[Start of section]

//! Storage integrations for external stages on S3, GCS and Azure.

pub mod options;
mod requests;
mod rows;

pub use options::{
    AzureStorageParams, GcsStorageParams, S3Protocol, S3StorageParams, SetAzureStorageParams,
    SetS3StorageParams, StorageIntegrationSet, UnsetProperty,
};
pub use requests::{
    AlterStorageIntegrationRequest, CreateStorageIntegrationRequest,
    DropStorageIntegrationRequest, ShowStorageIntegrationRequest, StorageIntegrationUnset,
};
pub use rows::{StorageIntegration, StorageIntegrationProperty};

use crate::client::Client;
use crate::error::SdkError;
use crate::fragments::Like;
use async_trait::async_trait;
use ddl_builder::{AccountObjectIdentifier, ObjectIdentifier};
use rows::{StorageIntegrationPropertyRow, StorageIntegrationRow};
use tokio_util::sync::CancellationToken;

#[async_trait]
pub trait StorageIntegrations: Send + Sync {
    async fn create(
        &self,
        cancel: &CancellationToken,
        request: &CreateStorageIntegrationRequest,
    ) -> Result<(), SdkError>;

    async fn alter(
        &self,
        cancel: &CancellationToken,
        request: &AlterStorageIntegrationRequest,
    ) -> Result<(), SdkError>;

    async fn drop(
        &self,
        cancel: &CancellationToken,
        request: &DropStorageIntegrationRequest,
    ) -> Result<(), SdkError>;

    async fn show(
        &self,
        cancel: &CancellationToken,
        request: &ShowStorageIntegrationRequest,
    ) -> Result<Vec<StorageIntegration>, SdkError>;

    async fn show_by_id(
        &self,
        cancel: &CancellationToken,
        id: &AccountObjectIdentifier,
    ) -> Result<StorageIntegration, SdkError>;

    async fn describe(
        &self,
        cancel: &CancellationToken,
        id: &AccountObjectIdentifier,
    ) -> Result<Vec<StorageIntegrationProperty>, SdkError>;
}

#[derive(Clone)]
pub struct StorageIntegrationsApi {
    client: Client,
}

impl StorageIntegrationsApi {
    pub fn new(client: Client) -> Self {
        Self { client }
    }
}

#[async_trait]
impl StorageIntegrations for StorageIntegrationsApi {
    async fn create(
        &self,
        cancel: &CancellationToken,
        request: &CreateStorageIntegrationRequest,
    ) -> Result<(), SdkError> {
        self.client
            .exec(cancel, "storage_integrations.create", &request.to_opts())
            .await
    }

    async fn alter(
        &self,
        cancel: &CancellationToken,
        request: &AlterStorageIntegrationRequest,
    ) -> Result<(), SdkError> {
        self.client
            .exec(cancel, "storage_integrations.alter", &request.to_opts())
            .await
    }

    async fn drop(
        &self,
        cancel: &CancellationToken,
        request: &DropStorageIntegrationRequest,
    ) -> Result<(), SdkError> {
        self.client
            .exec(cancel, "storage_integrations.drop", &request.to_opts())
            .await
    }

    async fn show(
        &self,
        cancel: &CancellationToken,
        request: &ShowStorageIntegrationRequest,
    ) -> Result<Vec<StorageIntegration>, SdkError> {
        self.client
            .query::<StorageIntegrationRow, StorageIntegration>(
                cancel,
                "storage_integrations.show",
                &request.to_opts(),
            )
            .await
    }

    async fn show_by_id(
        &self,
        cancel: &CancellationToken,
        id: &AccountObjectIdentifier,
    ) -> Result<StorageIntegration, SdkError> {
        let request = ShowStorageIntegrationRequest::new().with_like(Like::new(id.name()));
        let integrations = self
            .client
            .query::<StorageIntegrationRow, StorageIntegration>(
                cancel,
                "storage_integrations.show_by_id",
                &request.to_opts(),
            )
            .await?;
        integrations
            .into_iter()
            .find(|integration| integration.name == id.name())
            .ok_or_else(|| SdkError::not_found(format!("storage integration {id} does not exist")))
    }

    async fn describe(
        &self,
        cancel: &CancellationToken,
        id: &AccountObjectIdentifier,
    ) -> Result<Vec<StorageIntegrationProperty>, SdkError> {
        self.client
            .query::<StorageIntegrationPropertyRow, StorageIntegrationProperty>(
                cancel,
                "storage_integrations.describe",
                &requests::describe_opts(id),
            )
            .await
    }
}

[End of section]

_Problem to work on_
Reproduce every line in the records above that contains the word "StorageIntegrationPropertyRow".

_Your response_
use rows::{StorageIntegrationPropertyRow, StorageIntegrationRow};
            .query::<StorageIntegrationPropertyRow, StorageIntegrationProperty>(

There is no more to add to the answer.